For big flavor on the fly, don’t miss Rainbow Thai. The restaurant, which opened in January 2013, may seem unassuming, but the menu and flavors more than make up for it. Come as you are and don’t be shy about digging into the spring rolls, Thai salad, pad Thai noodles, or pineapple duck curry—or any other main dish. Not for those who prefer bland and boring, this place is a many-varied mix of ginger, peppers, curries, chilies, and more.
This oyster bar and restaurant, which opened in 2009, has crowd-pleasing fare, like fish dishes, a raw bar, juicy steaks and chops, hearty pasta and Neapolitan pizza fired up in an authentic brick oven—because when you’re dealing with longtime favorites, shortcuts won’t do. The extensive menu, complete with linguine with clams and chicken parmigiana, is paired with your choice from the appealing wine list and after-dinner-drinks menu. Enjoy your meal in a bright, open, contemporary space right across from the river. (Stay for the flourless chocolate cake.)
Everyone loves a family-run Italian restaurant. That’s why if you go to Tarantino’s (open since 1994), you will probably run into someone you know. While the bar beckons after a long day, so, too, does Maria Marchetti’s freshly made pasta as well as the tasty gnocchi, the pappardelle al ragu di cinghiale, and the veal scaloppine in a mixed mushroom white wine sauce that will help you forget about winter’s chill.
Family-run Tutti’s, open since 2002, has a cute name for a cute restaurant. Located in a little brick building, it serves all-time favorite Italian dishes like nana makes them, thanks to Chef Pasquale Funicello of Salerno. The classics—including rigatoni Bolognese and veal scallopini—are authentic, and the environment is as easy as Sunday dinner with the family. They even have meatball grinders for lunch—plus, you can order online.

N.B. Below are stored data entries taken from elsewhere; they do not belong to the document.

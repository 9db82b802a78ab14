//! Durable key-value storage
//!
//! Values are opaque byte blobs. `FileStore` keeps one file per key,
//! `MemoryStore` backs tests, and `DeferredStore` moves writes of any store
//! onto a background thread.

use std::collections::HashMap;
use std::fs;
use std::io;
use std::path::{ Path, PathBuf };
use std::sync::mpsc;
use std::sync::{ Arc, Mutex };
use std::thread;

use thiserror::Error;


/// Errors that can occur with storage operations.
#[derive( Debug, Error )]
pub enum StoreError {
    #[error( "IO error: {0}" )]
    Io( #[from] io::Error ),

    #[error( "Invalid key: {0:?}" )]
    InvalidKey( String ),

    #[error( "Store is closed" )]
    Closed,
}


/// A minimal key-value store.
pub trait KeyValueStore: Send + Sync {
    fn get( &self, key: &str ) -> Result<Option<Vec<u8>>, StoreError>;

    fn put( &self, key: &str, value: Vec<u8> ) -> Result<(), StoreError>;

    fn remove( &self, key: &str ) -> Result<(), StoreError>;
}


/// In-process store.
#[derive( Debug, Default )]
pub struct MemoryStore {
    values: Mutex<HashMap<String, Vec<u8>>>,
}


impl MemoryStore {
    pub fn new() -> Self {
        Self::default()
    }
}


impl KeyValueStore for MemoryStore {
    fn get( &self, key: &str ) -> Result<Option<Vec<u8>>, StoreError> {
        Ok( self.values.lock().unwrap().get( key ).cloned() )
    }


    fn put( &self, key: &str, value: Vec<u8> ) -> Result<(), StoreError> {
        self.values.lock().unwrap().insert( key.to_string(), value );
        Ok(())
    }


    fn remove( &self, key: &str ) -> Result<(), StoreError> {
        self.values.lock().unwrap().remove( key );
        Ok(())
    }
}


/// Stores each key as `<dir>/<key>.json`.
#[derive( Debug, Clone )]
pub struct FileStore {
    dir: PathBuf,
}


impl FileStore {
    pub fn new( dir: PathBuf ) -> Self {
        Self { dir }
    }


    /// Per-user data directory, e.g. `~/.local/share/lyre` on Linux.
    pub fn default_dir() -> Option<PathBuf> {
        dirs::data_local_dir().map( |d| d.join( "lyre" ) )
    }


    pub fn dir( &self ) -> &Path {
        &self.dir
    }


    fn path_for( &self, key: &str ) -> Result<PathBuf, StoreError> {
        let valid = !key.is_empty()
            && key.chars().all( |c| c.is_ascii_alphanumeric() || c == '_' || c == '-' );
        if !valid {
            return Err( StoreError::InvalidKey( key.to_string() ) );
        }
        Ok( self.dir.join( format!( "{}.json", key ) ) )
    }
}


impl KeyValueStore for FileStore {
    fn get( &self, key: &str ) -> Result<Option<Vec<u8>>, StoreError> {
        match fs::read( self.path_for( key )? ) {
            Ok( bytes ) => Ok( Some( bytes ) ),
            Err( e ) if e.kind() == io::ErrorKind::NotFound => Ok( None ),
            Err( e ) => Err( e.into() ),
        }
    }


    /// Writes to a temporary file and renames it over the old value.
    fn put( &self, key: &str, value: Vec<u8> ) -> Result<(), StoreError> {
        let path = self.path_for( key )?;
        fs::create_dir_all( &self.dir )?;

        let tmp = path.with_extension( "json.tmp" );
        fs::write( &tmp, &value )?;
        fs::rename( &tmp, &path )?;
        Ok(())
    }


    fn remove( &self, key: &str ) -> Result<(), StoreError> {
        match fs::remove_file( self.path_for( key )? ) {
            Ok(()) => Ok(()),
            Err( e ) if e.kind() == io::ErrorKind::NotFound => Ok(()),
            Err( e ) => Err( e.into() ),
        }
    }
}


enum PendingWrite {
    Put( String, Vec<u8> ),
    Remove( String ),
}


/// Fire-and-forget writes on a background thread.
///
/// Reads go straight to the inner store. Queued writes are flushed when the
/// store is dropped.
pub struct DeferredStore {
    inner: Arc<dyn KeyValueStore>,
    sender: Mutex<Option<mpsc::Sender<PendingWrite>>>,
    writer: Option<thread::JoinHandle<()>>,
}


impl DeferredStore {
    pub fn new( inner: Arc<dyn KeyValueStore> ) -> io::Result<Self> {
        let ( sender, receiver ) = mpsc::channel::<PendingWrite>();
        let target = Arc::clone( &inner );

        let writer = thread::Builder::new()
            .name( "lyre-store".into() )
            .spawn( move || Self::write_loop( target.as_ref(), receiver ) )?;

        Ok( Self {
            inner,
            sender: Mutex::new( Some( sender ) ),
            writer: Some( writer ),
        })
    }


    fn write_loop( target: &dyn KeyValueStore, receiver: mpsc::Receiver<PendingWrite> ) {
        while let Ok( first ) = receiver.recv() {
            // Only the newest value per key matters
            let mut batch: Vec<PendingWrite> = vec![ first ];
            batch.extend( receiver.try_iter() );

            let mut latest: HashMap<String, Option<Vec<u8>>> = HashMap::new();
            let mut order = Vec::new();
            for write in batch {
                let ( key, value ) = match write {
                    PendingWrite::Put( key, value ) => ( key, Some( value ) ),
                    PendingWrite::Remove( key ) => ( key, None ),
                };
                if !latest.contains_key( &key ) {
                    order.push( key.clone() );
                }
                latest.insert( key, value );
            }

            for key in order {
                let result = match latest.remove( &key ).flatten() {
                    Some( value ) => target.put( &key, value ),
                    None => target.remove( &key ),
                };
                if let Err( e ) = result {
                    tracing::warn!( "Deferred write of {:?} failed: {}", key, e );
                }
            }
        }
        tracing::debug!( "Store writer: channel closed" );
    }


    fn send( &self, write: PendingWrite ) -> Result<(), StoreError> {
        let sender = self.sender.lock().unwrap();
        sender.as_ref()
            .ok_or( StoreError::Closed )?
            .send( write )
            .map_err( |_| StoreError::Closed )
    }
}


impl KeyValueStore for DeferredStore {
    fn get( &self, key: &str ) -> Result<Option<Vec<u8>>, StoreError> {
        self.inner.get( key )
    }


    fn put( &self, key: &str, value: Vec<u8> ) -> Result<(), StoreError> {
        self.send( PendingWrite::Put( key.to_string(), value ) )
    }


    fn remove( &self, key: &str ) -> Result<(), StoreError> {
        self.send( PendingWrite::Remove( key.to_string() ) )
    }
}


impl Drop for DeferredStore {
    fn drop( &mut self ) {
        // Closing the channel lets the writer drain and exit
        if let Ok( mut sender ) = self.sender.lock() {
            sender.take();
        }
        if let Some( writer ) = self.writer.take() {
            let _ = writer.join();
        }
    }
}


#[cfg( test )]
mod tests {
    use super::*;


    #[test]
    fn test_memory_store() {
        let store = MemoryStore::new();
        assert_eq!( store.get( "a" ).unwrap(), None );
        store.put( "a", b"one".to_vec() ).unwrap();
        assert_eq!( store.get( "a" ).unwrap(), Some( b"one".to_vec() ) );
        store.remove( "a" ).unwrap();
        assert_eq!( store.get( "a" ).unwrap(), None );
    }


    #[test]
    fn test_file_store_round_trip() {
        let dir = tempfile::tempdir().unwrap();
        let store = FileStore::new( dir.path().join( "nested" ) );

        assert_eq!( store.get( "playbackState" ).unwrap(), None );
        store.put( "playbackState", b"{}".to_vec() ).unwrap();
        store.put( "playbackState", b"{\"v\":2}".to_vec() ).unwrap();
        assert_eq!( store.get( "playbackState" ).unwrap(), Some( b"{\"v\":2}".to_vec() ) );
        assert!( dir.path().join( "nested/playbackState.json" ).exists() );
        assert!( !dir.path().join( "nested/playbackState.json.tmp" ).exists() );

        store.remove( "playbackState" ).unwrap();
        store.remove( "playbackState" ).unwrap();
        assert_eq!( store.get( "playbackState" ).unwrap(), None );
    }


    #[test]
    fn test_file_store_rejects_path_keys() {
        let dir = tempfile::tempdir().unwrap();
        let store = FileStore::new( dir.path().to_path_buf() );
        assert!( matches!( store.put( "../escape", vec![] ), Err( StoreError::InvalidKey( _ ) ) ) );
        assert!( matches!( store.get( "" ), Err( StoreError::InvalidKey( _ ) ) ) );
    }


    #[test]
    fn test_deferred_store_flushes_on_drop() {
        let inner = Arc::new( MemoryStore::new() );
        {
            let store = DeferredStore::new( inner.clone() ).unwrap();
            for i in 0..50u8 {
                store.put( "counter", vec![ i ] ).unwrap();
            }
            store.put( "gone", vec![ 1 ] ).unwrap();
            store.remove( "gone" ).unwrap();
        }
        assert_eq!( inner.get( "counter" ).unwrap(), Some( vec![ 49 ] ) );
        assert_eq!( inner.get( "gone" ).unwrap(), None );
    }
}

“Try the Green Curry with Chicken at Rainbow Thai. It’s a mix of coconut milk, zucchini, eggplant, bell pepper, bamboo shoot, lime leaf and basil with green curry. It’s great on autumn workdays when you want to get warmed up. And when they say “curry,” they mean it.
This curry is not dumbed down for the American palate. Just the way I like—with spice.”

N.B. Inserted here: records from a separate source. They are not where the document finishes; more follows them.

/// An embedded picture.
#[derive( Clone, PartialEq, Eq )]
pub struct Picture {
    pub picture_type: u32,
    pub mime_type: String,
    pub description: String,
    pub width: u32,
    pub height: u32,
    pub depth: u32,
    pub colors: u32,
    pub data: Vec<u8>,
}


impl Picture {
    fn parse( body: &[u8] ) -> Result<Self, FlacError> {
        let mut cursor = BlockCursor::new( body, "PICTURE" );

        let picture_type = cursor.u32_be()?;
        let mime_len = cursor.u32_be()? as usize;
        let mime_type = cursor.string( mime_len )?;
        let description_len = cursor.u32_be()? as usize;
        let description = cursor.string( description_len )?;
        let width = cursor.u32_be()?;
        let height = cursor.u32_be()?;
        let depth = cursor.u32_be()?;
        let colors = cursor.u32_be()?;
        let data_len = cursor.u32_be()? as usize;
        let data = cursor.bytes( data_len )?.to_vec();

        Ok( Self {
            picture_type,
            mime_type,
            description,
            width,
            height,
            depth,
            colors,
            data,
        })
    }
}


impl std::fmt::Debug for Picture {
    fn fmt( &self, f: &mut std::fmt::Formatter<'_> ) -> std::fmt::Result {
        f.debug_struct( "Picture" )
            .field( "picture_type", &self.picture_type )
            .field( "mime_type", &self.mime_type )
            .field( "width", &self.width )
            .field( "height", &self.height )
            .field( "data_len", &self.data.len() )
            .finish()
    }
}


/// Metadata collected from a FLAC stream header.
#[derive( Debug, Clone, PartialEq, Eq )]
pub struct FlacMetadata {
    pub stream_info: StreamInfo,
    pub vorbis_comments: Option<VorbisComments>,
    /// Front cover if present, otherwise the first picture.
    pub picture: Option<Picture>,
}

GARVIN BURKE, SENIOR ART DIRECTOR, FRONT-OF-BOOK
Need a quick gift or sip for the table? Drop into Saugatuck Grain & Grape (375 Post Rd. W.), which had been by the train station for some six years, then went black only to return to cheers a few months later. • Fleishers Craft Butchery (fleishers.com), sells fresh meats and offers butcher training. Its Craft Kitchen closed, but the shop itself carries on.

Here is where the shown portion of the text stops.